清代名医余景和(1847—1907年),字听鸿,以字行,号少愚。出生于宜兴,童年在孟河当药店学徒,而后入孟河名医费兰泉门下,业成后悬壶家乡,35岁应友人诚邀赴常熟行医,屡次治愈危症,被当地乡人称为“余仙人”。有评价曰:“见其人朴诚温厚,绅宦乡民就诊者,慎思切闻,毫不异视,无谄谀骄傲之容,绝时髦矜夸之习。”学验俱丰,著作颇多,《诊余集》为其代表作,另著有《外症医案汇编》《余注伤寒论翼》等。是隶属于孟河医派中费氏系列中一位杰出人物,在中国近代医学史上具有一定的地位和影响。
余听鸿说:“夫医之一业,功少过多,利小任重。”医乃仁术,他珍视和热爱业医,常怀普救之志,时发恻隐之心,无贵贱亲疏之分,无昼夜寒暑之别。整日与病人周旋,耐心细致,态度和蔼,遇重危病人甚至废寝忘食。对贫苦病人求诊,非但免费,反常以钱财周济。遇危难重症,曾“衣不解带者半月”“为贫人愈病,专心致志。”无愧为一代苍生大医。

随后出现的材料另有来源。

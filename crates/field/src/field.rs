//! Four-dimensional climate field container.

use ndarray::{Array4, ArrayView3, ArrayView4, Axis};

use crate::error::FieldError;
use crate::validate;

/// Axis positions of a [`Field`].
pub mod axis {
    use ndarray::Axis;

    /// Time steps (monthly, January first).
    pub const TIME: Axis = Axis(0);
    /// Vertical levels.
    pub const LEVEL: Axis = Axis(1);
    /// Latitude rows.
    pub const LAT: Axis = Axis(2);
    /// Longitude columns.
    pub const LON: Axis = Axis(3);
}

const AXIS_NAMES: [&str; 4] = ["time", "level", "lat", "lon"];

/// Gridded field with dimensions `[time, level, lat, lon]`.
///
/// Immutable once constructed. Missing values are represented as NaN and
/// are left to the similarity measures to handle.
#[derive(Debug, Clone)]
pub struct Field {
    data: Array4<f64>,
}

impl Field {
    /// Wraps a 4-D array after checking that no dimension is empty.
    ///
    /// # Errors
    ///
    /// Returns [`FieldError::Validation`] listing every empty axis.
    pub fn new(data: Array4<f64>) -> Result<Self, FieldError> {
        validate::validate_non_empty_axes(data.shape(), &AXIS_NAMES).finish()?;
        Ok(Self { data })
    }

    /// Builds a field from a flat buffer in row-major `[time, level, lat, lon]` order.
    ///
    /// # Errors
    ///
    /// Returns [`FieldError::InvalidShape`] if `values.len()` does not match
    /// `shape`, or [`FieldError::Validation`] if an axis is empty.
    pub fn from_shape_vec(
        shape: (usize, usize, usize, usize),
        values: Vec<f64>,
    ) -> Result<Self, FieldError> {
        Self::new(Array4::from_shape_vec(shape, values)?)
    }

    /// Number of time steps.
    pub fn n_times(&self) -> usize {
        self.data.len_of(axis::TIME)
    }

    /// Number of vertical levels.
    pub fn n_levels(&self) -> usize {
        self.data.len_of(axis::LEVEL)
    }

    /// Number of latitude rows.
    pub fn n_lat(&self) -> usize {
        self.data.len_of(axis::LAT)
    }

    /// Number of longitude columns.
    pub fn n_lon(&self) -> usize {
        self.data.len_of(axis::LON)
    }

    /// `(lat, lon)` shape shared by every similarity map computed from this field.
    pub fn spatial_shape(&self) -> (usize, usize) {
        (self.n_lat(), self.n_lon())
    }

    /// Whole-field view.
    pub fn view(&self) -> ArrayView4<'_, f64> {
        self.data.view()
    }

    /// `[time, lat, lon]` slab of one vertical level.
    ///
    /// # Errors
    ///
    /// Returns [`FieldError::LevelOutOfRange`] if `level >= n_levels()`.
    pub fn level(&self, level: usize) -> Result<ArrayView3<'_, f64>, FieldError> {
        level_slab(self.view(), level)
    }

    /// Consumes the field and returns the underlying array.
    pub fn into_inner(self) -> Array4<f64> {
        self.data
    }
}

/// `[time, lat, lon]` slab of one vertical level of any field view.
///
/// # Errors
///
/// Returns [`FieldError::LevelOutOfRange`] if `level` is past the last level.
pub fn level_slab(
    field: ArrayView4<'_, f64>,
    level: usize,
) -> Result<ArrayView3<'_, f64>, FieldError> {
    let n_levels = field.len_of(Axis(1));
    if level >= n_levels {
        return Err(FieldError::LevelOutOfRange { level, n_levels });
    }
    Ok(field.index_axis_move(Axis(1), level))
}

impl TryFrom<Array4<f64>> for Field {
    type Error = FieldError;

    fn try_from(data: Array4<f64>) -> Result<Self, Self::Error> {
        Self::new(data)
    }
}

#[cfg(test)]
mod tests {
    use super::*;

    fn ramp_field() -> Field {
        let values: Vec<f64> = (0..24 * 2 * 3 * 4).map(f64::from).collect();
        Field::from_shape_vec((24, 2, 3, 4), values).unwrap()
    }

    #[test]
    fn dimensions() {
        let field = ramp_field();
        assert_eq!(field.n_times(), 24);
        assert_eq!(field.n_levels(), 2);
        assert_eq!(field.n_lat(), 3);
        assert_eq!(field.n_lon(), 4);
        assert_eq!(field.spatial_shape(), (3, 4));
    }

    #[test]
    fn empty_axes_rejected() {
        let err = Field::new(Array4::zeros((0, 1, 2, 0))).unwrap_err();
        match err {
            FieldError::Validation { count, details } => {
                assert_eq!(count, 2);
                assert!(details.contains("time axis is empty"));
                assert!(details.contains("lon axis is empty"));
            }
            other => panic!("expected Validation, got {other:?}"),
        }
    }

    #[test]
    fn wrong_buffer_length() {
        let err = Field::from_shape_vec((2, 1, 2, 2), vec![0.0; 7]).unwrap_err();
        assert!(matches!(err, FieldError::InvalidShape { .. }));
    }

    #[test]
    fn level_slab_selects_level() {
        let field = ramp_field();
        let slab = field.level(1).unwrap();
        assert_eq!(slab.shape(), &[24, 3, 4]);
        // Row-major: index (t=0, level=1, lat=0, lon=0) = 1 * 12
        assert_eq!(slab[[0, 0, 0]], 12.0);
    }

    #[test]
    fn level_out_of_range() {
        let field = ramp_field();
        assert_eq!(
            field.level(2).unwrap_err(),
            FieldError::LevelOutOfRange {
                level: 2,
                n_levels: 2
            }
        );
    }

    #[test]
    fn try_from_array() {
        let field = Field::try_from(Array4::<f64>::zeros((12, 1, 2, 2))).unwrap();
        assert_eq!(field.n_times(), 12);
    }
}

他在治疗“戴阳”一案中独肩其任、远见卓识、转危为安,他感叹道:“为医者,当济困扶危,死中求生,医之责也。若惧遭怨尤,袖手旁观,巧避嫌疑,即开一平淡之方以塞责,不徒无以对病者,即清夜自问,能无抱惭衾影乎?”“抱惭衾影”的一语出自南朝·齐《新论·慎独》:“故身恒居善,则内无忧虑,外无畏惧,独立不愧影,独寝不愧衾(指被子)。”每读至此,我的心灵就会感受到极大的震撼。

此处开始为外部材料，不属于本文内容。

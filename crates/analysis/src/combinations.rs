//! Pairwise dependency and combination panels.

use telesim_combine::{CombinationFunction, PowerCombination, SignedStrength, combine};
use telesim_field::{Field, ReferenceSeries, SimilarityMap};
use telesim_scaling::ScalingFunction;
use telesim_select::{Selection, Subset, select};
use telesim_similarity::{Pearson, SimilarityMeasure};

use crate::config::AnalysisConfig;
use crate::error::AnalysisError;
use crate::maps::{measure_labels, raw_map, require};
use crate::panel::{DependencyMatrix, DependencyPair, Panel, PanelGrid};

fn whole_period<'a>(
    field: &'a Field,
    reference: &'a ReferenceSeries,
) -> Result<Subset<'a>, AnalysisError> {
    Ok(select(field, reference, Selection::WholePeriod)?)
}

fn scaled_maps<S>(
    subset: &Subset<'_>,
    measures: &[&dyn SimilarityMeasure],
    config: &AnalysisConfig,
    scaler: &S,
) -> Result<Vec<SimilarityMap>, AnalysisError>
where
    S: ScalingFunction + ?Sized,
{
    measures
        .iter()
        .map(|&m| raw_map(subset, m, config).map(|map| scaler.scale(&map)))
        .collect()
}

/// Raw values of every measure plotted against every other measure.
///
/// Pair `(i, j)` has measure `j` on the x axis and measure `i` on the y axis.
/// Only cells where both values are finite are kept.
///
/// # Errors
///
/// Fails on an invalid config, an empty measure list, or a failing
/// similarity computation.
#[tracing::instrument(skip_all, fields(n_measures = measures.len()))]
pub fn dependency_matrix(
    field: &Field,
    reference: &ReferenceSeries,
    measures: &[&dyn SimilarityMeasure],
    config: &AnalysisConfig,
) -> Result<DependencyMatrix, AnalysisError> {
    config.validate()?;
    require(measures, "measures")?;

    let subset = whole_period(field, reference)?;
    let maps = measures
        .iter()
        .map(|&m| raw_map(&subset, m, config))
        .collect::<Result<Vec<_>, _>>()?;

    let mut pairs = Vec::with_capacity(maps.len() * maps.len());
    for (row, y_map) in maps.iter().enumerate() {
        for (column, x_map) in maps.iter().enumerate() {
            let (x, y) = x_map
                .iter()
                .zip(y_map.iter())
                .filter(|(x, y)| x.is_finite() && y.is_finite())
                .unzip();
            pairs.push(DependencyPair { row, column, x, y });
        }
    }
    Ok(DependencyMatrix {
        title: "Dependency between pairs of similarity measures".to_string(),
        labels: measure_labels(measures),
        pairs,
    })
}

/// `combination(scaled_i, scaled_j)` for every ordered pair of measures.
///
/// # Errors
///
/// As for [`dependency_matrix`].
#[tracing::instrument(
    skip_all,
    fields(n_measures = measures.len(), combination = combination.name())
)]
pub fn combination_matrix<S, C>(
    field: &Field,
    reference: &ReferenceSeries,
    measures: &[&dyn SimilarityMeasure],
    config: &AnalysisConfig,
    scaler: &S,
    combination: &C,
) -> Result<PanelGrid, AnalysisError>
where
    S: ScalingFunction + ?Sized,
    C: CombinationFunction + ?Sized,
{
    config.validate()?;
    require(measures, "measures")?;

    let subset = whole_period(field, reference)?;
    let scaled = scaled_maps(&subset, measures, config, scaler)?;
    let labels = measure_labels(measures);
    let mut grid = PanelGrid::new("Combination of similarity measures", labels.clone(), labels);
    for (row, a) in scaled.iter().enumerate() {
        for (column, b) in scaled.iter().enumerate() {
            let title = format!(
                "{}({}, {})",
                combination.name(),
                measures[row].name(),
                measures[column].name()
            );
            grid.push(Panel::new(row, column, title, combine(a, b, combination)?));
        }
    }
    Ok(grid)
}

/// The raw Pearson map combined with the scaled map of every measure,
/// one column per measure.
///
/// # Errors
///
/// As for [`dependency_matrix`].
#[tracing::instrument(
    skip_all,
    fields(n_measures = measures.len(), combination = combination.name())
)]
pub fn combinations_with_pearson<S, C>(
    field: &Field,
    reference: &ReferenceSeries,
    measures: &[&dyn SimilarityMeasure],
    config: &AnalysisConfig,
    scaler: &S,
    combination: &C,
) -> Result<PanelGrid, AnalysisError>
where
    S: ScalingFunction + ?Sized,
    C: CombinationFunction + ?Sized,
{
    anchored_on_pearson(
        "Combination with Pearson's Correlation",
        field,
        reference,
        measures,
        config,
        scaler,
        combination,
    )
}

/// [`combinations_with_pearson`] through [`PowerCombination`]: only the
/// strength of the correlation enters.
///
/// # Errors
///
/// As for [`dependency_matrix`].
pub fn power_of_dependency<S, C>(
    field: &Field,
    reference: &ReferenceSeries,
    measures: &[&dyn SimilarityMeasure],
    config: &AnalysisConfig,
    scaler: &S,
    combination: C,
) -> Result<PanelGrid, AnalysisError>
where
    S: ScalingFunction + ?Sized,
    C: CombinationFunction,
{
    anchored_on_pearson(
        "Combination with absolute values of Pearson's Correlation",
        field,
        reference,
        measures,
        config,
        scaler,
        &PowerCombination::new(combination),
    )
}

/// [`combinations_with_pearson`] through [`SignedStrength`]: the sign of the
/// correlation times the combined strengths.
///
/// # Errors
///
/// As for [`dependency_matrix`].
pub fn sign_of_correlation_strength<S, C>(
    field: &Field,
    reference: &ReferenceSeries,
    measures: &[&dyn SimilarityMeasure],
    config: &AnalysisConfig,
    scaler: &S,
    combination: C,
) -> Result<PanelGrid, AnalysisError>
where
    S: ScalingFunction + ?Sized,
    C: CombinationFunction,
{
    anchored_on_pearson(
        "Sign of Pearson's and values of both combined",
        field,
        reference,
        measures,
        config,
        scaler,
        &SignedStrength::new(combination),
    )
}

fn anchored_on_pearson<S, C>(
    title: &str,
    field: &Field,
    reference: &ReferenceSeries,
    measures: &[&dyn SimilarityMeasure],
    config: &AnalysisConfig,
    scaler: &S,
    combination: &C,
) -> Result<PanelGrid, AnalysisError>
where
    S: ScalingFunction + ?Sized,
    C: CombinationFunction + ?Sized,
{
    config.validate()?;
    require(measures, "measures")?;

    let subset = whole_period(field, reference)?;
    let scaled = scaled_maps(&subset, measures, config, scaler)?;
    let pearson = raw_map(&subset, &Pearson, config)?;

    let mut grid = PanelGrid::new(
        title,
        vec!["pearson".to_string()],
        measure_labels(measures),
    );
    for (column, map) in scaled.iter().enumerate() {
        let title = format!("{}(pearson, {})", combination.name(), measures[column].name());
        grid.push(Panel::new(0, column, title, combine(&pearson, map, combination)?));
    }
    Ok(grid)
}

我反复阅读《诊余集》的内容,文笔酣畅,夹叙夹议,深入浅出,通俗实用。编著《医案助读》的黄煌教授是这样评价的:“有的情节跌宕起伏,让人心跳;有的则缠绵细腻,如饮香茗,回味绵长。”他提倡对病家负责,治病要死中求生。余氏治法全面通权达变,不但精于常规治疗,对一些奇特治疗手段亦能应用自如,如催吐法、嗅鼻法等,经常起死回生,化险为夷。余氏对药物的双刃性有精辟见解:“药能中病,大黄为圣剂;药不能中病,人参亦鸩毒。服药者可不慎乎。”还认为“国家无事,不可论兵;人身无病,不可论药。一载动兵,十载不平;一日服药,十日不复。治国保身,俱一贯也。”反复阐述用药要恰到好处:“古人云,药必中病,一言尽之矣。如百步穿杨,九十九步不及,百零一步太过。”
若论与《诊余集》有缘,它成就了我著书立说、登台领奖的梦想。
2010年出版了近60万字的《孟河医派三百年》一书,助推“孟河医派”成功申报市级非物质文化遗产名录。历经五年的艰辛努力,课题于2011年通过省级鉴定,在2014年获得江苏中医药科技进步三等奖。与本书作者的后人更有奇缘,余听鸿之孙余鸿仁(1915—1970年)曾任教于常州医学专科学校,是我在校的中医启蒙老师,他经常引用孟河医派鼻祖费伯雄的名言“欲救人而学医则可,欲谋利而学医则不可”告诫学生。余听鸿之重孙余信仍在常熟行医,他的“得一堂”中医史料收藏室为我们的孟河医派研究课题提供了大量的翔实资料,使此项研究得以顺利完成。
我从《诊余集》中汲取了人文精神和学术成就的双重滋养,深感中华古籍是传承历史文明的瑰宝,深感中医文化是博大精深的宝库,在伟大而又丰富的宝库中要不断地发掘,加以提高。让中华文明同世界各国人民创造的丰富多彩的文明一道,为人类提供正确的精神指引和强大的精神动力。